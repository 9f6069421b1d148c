use crate::{Dispose, on_unmount, remember, scoped_effect};
use std::cell::RefCell;

/// cleanup on key change or unmount
pub fn disposable_effect<K: PartialEq + 'static>(key: K, effect: impl FnOnce() -> Dispose) {
    // Slot-based. For branch-stability wrap the callsite in its own surface.
    let last_key = remember(|| RefCell::new(None::<K>));
    let cleanup_slot = remember(|| RefCell::new(None::<Dispose>));
    let installed = remember(|| RefCell::new(false));

    // Install a single unmount disposer for this callsite.
    if !installed.replace(true) {
        let cleanup_slot = cleanup_slot.clone();
        scoped_effect(move || {
            on_unmount(move || {
                let d = cleanup_slot.borrow_mut().take();
                if let Some(d) = d {
                    d.run();
                }
            })
        });
    }

    // Key change: cleanup previous + run new effect
    let changed = last_key.borrow().as_ref() != Some(&key);
    if changed {
        *last_key.borrow_mut() = Some(key);

        let previous = cleanup_slot.borrow_mut().take();
        if let Some(d) = previous {
            d.run();
        }

        let d = effect();
        *cleanup_slot.borrow_mut() = Some(d);
    }
}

**What the task requires**: Write out all the data exactly.

**Worked solution**:
repository 9f6069421b1d148c
use crate::{Dispose, on_unmount, remember, scoped_effect};
use std::cell::RefCell;

/// cleanup on key change or unmount
pub fn disposable_effect<K: PartialEq + 'static>(key: K, effect: impl FnOnce() -> Dispose) {
    // Slot-based. For branch-stability wrap the callsite in its own surface.
    let last_key = remember(|| RefCell::new(None::<K>));
    let cleanup_slot = remember(|| RefCell::new(None::<Dispose>));
    let installed = remember(|| RefCell::new(false));

    // Install a single unmount disposer for this callsite.
    if !installed.replace(true) {
        let cleanup_slot = cleanup_slot.clone();
        scoped_effect(move || {
            on_unmount(move || {
                let d = cleanup_slot.borrow_mut().take();
                if let Some(d) = d {
                    d.run();
                }
            })
        });
    }

    // Key change: cleanup previous + run new effect
    let changed = last_key.borrow().as_ref() != Some(&key);
    if changed {
        *last_key.borrow_mut() = Some(key);

        let previous = cleanup_slot.borrow_mut().take();
        if let Some(d) = previous {
            d.run();
        }

        let d = effect();
        *cleanup_slot.borrow_mut() = Some(d);
    }
}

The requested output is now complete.